Nothing but an exact repeat of the entries below should appear in your answer.
<<<<
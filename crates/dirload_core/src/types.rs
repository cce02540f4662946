//! Core identifier types.

use serde::{Deserialize, Serialize};
use std::fmt;

/// Numeric surrogate key of a stored directory entry.
///
/// Entry IDs are assigned monotonically by the root container and never
/// reused within a run. The value 0 is reserved for "no entry".
#[derive(Debug, Clone, Copy, PartialEq, Eq, PartialOrd, Ord, Hash, Serialize, Deserialize)]
pub struct EntryId(pub u64);

impl EntryId {
    /// The reserved "no entry" value.
    pub const NONE: Self = Self(0);

    /// Creates a new entry ID.
    #[must_use]
    pub const fn new(id: u64) -> Self {
        Self(id)
    }

    /// Returns the raw ID value.
    #[must_use]
    pub const fn as_u64(self) -> u64 {
        self.0
    }

    /// Returns true for the reserved "no entry" value.
    #[must_use]
    pub const fn is_none(self) -> bool {
        self.0 == 0
    }

    /// Returns the big-endian key form used by the id-keyed trees.
    #[must_use]
    pub const fn to_key(self) -> [u8; 8] {
        self.0.to_be_bytes()
    }

    /// Parses the big-endian key form.
    #[must_use]
    pub fn from_key(key: &[u8]) -> Option<Self> {
        let bytes: [u8; 8] = key.try_into().ok()?;
        Some(Self(u64::from_be_bytes(bytes)))
    }
}

impl fmt::Display for EntryId {
    fn fmt(&self, f: &mut fmt::Formatter<'_>) -> fmt::Result {
        write!(f, "entry:{}", self.0)
    }
}

/// Stable handle of one destination index tree registered for a run.
///
/// Handles are assigned when a suffix registers its trees at startup and are
/// the container id stored in every buffered and scratch record.
#[derive(Debug, Clone, Copy, PartialEq, Eq, PartialOrd, Ord, Hash)]
pub struct IndexId(pub u32);

impl IndexId {
    /// Creates a new index ID.
    #[must_use]
    pub const fn new(id: u32) -> Self {
        Self(id)
    }

    /// Returns the raw ID value.
    #[must_use]
    pub const fn as_u32(self) -> u32 {
        self.0
    }
}

impl fmt::Display for IndexId {
    fn fmt(&self, f: &mut fmt::Formatter<'_>) -> fmt::Result {
        write!(f, "idx:{}", self.0)
    }
}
>>>>
__Response to this task__:
filename crates/dirload_core/src/types.rs
repository cce02540f4662946
//! Core identifier types.

use serde::{Deserialize, Serialize};
use std::fmt;

/// Numeric surrogate key of a stored directory entry.
///
/// Entry IDs are assigned monotonically by the root container and never
/// reused within a run. The value 0 is reserved for "no entry".
#[derive(Debug, Clone, Copy, PartialEq, Eq, PartialOrd, Ord, Hash, Serialize, Deserialize)]
pub struct EntryId(pub u64);

impl EntryId {
    /// The reserved "no entry" value.
    pub const NONE: Self = Self(0);

    /// Creates a new entry ID.
    #[must_use]
    pub const fn new(id: u64) -> Self {
        Self(id)
    }

    /// Returns the raw ID value.
    #[must_use]
    pub const fn as_u64(self) -> u64 {
        self.0
    }

    /// Returns true for the reserved "no entry" value.
    #[must_use]
    pub const fn is_none(self) -> bool {
        self.0 == 0
    }

    /// Returns the big-endian key form used by the id-keyed trees.
    #[must_use]
    pub const fn to_key(self) -> [u8; 8] {
        self.0.to_be_bytes()
    }

    /// Parses the big-endian key form.
    #[must_use]
    pub fn from_key(key: &[u8]) -> Option<Self> {
        let bytes: [u8; 8] = key.try_into().ok()?;
        Some(Self(u64::from_be_bytes(bytes)))
    }
}

impl fmt::Display for EntryId {
    fn fmt(&self, f: &mut fmt::Formatter<'_>) -> fmt::Result {
        write!(f, "entry:{}", self.0)
    }
}

/// Stable handle of one destination index tree registered for a run.
///
/// Handles are assigned when a suffix registers its trees at startup and are
/// the container id stored in every buffered and scratch record.
#[derive(Debug, Clone, Copy, PartialEq, Eq, PartialOrd, Ord, Hash)]
pub struct IndexId(pub u32);

impl IndexId {
    /// Creates a new index ID.
    #[must_use]
    pub const fn new(id: u32) -> Self {
        Self(id)
    }

    /// Returns the raw ID value.
    #[must_use]
    pub const fn as_u32(self) -> u32 {
        self.0
    }
}

impl fmt::Display for IndexId {
    fn fmt(&self, f: &mut fmt::Formatter<'_>) -> fmt::Result {
        write!(f, "idx:{}", self.0)
    }
}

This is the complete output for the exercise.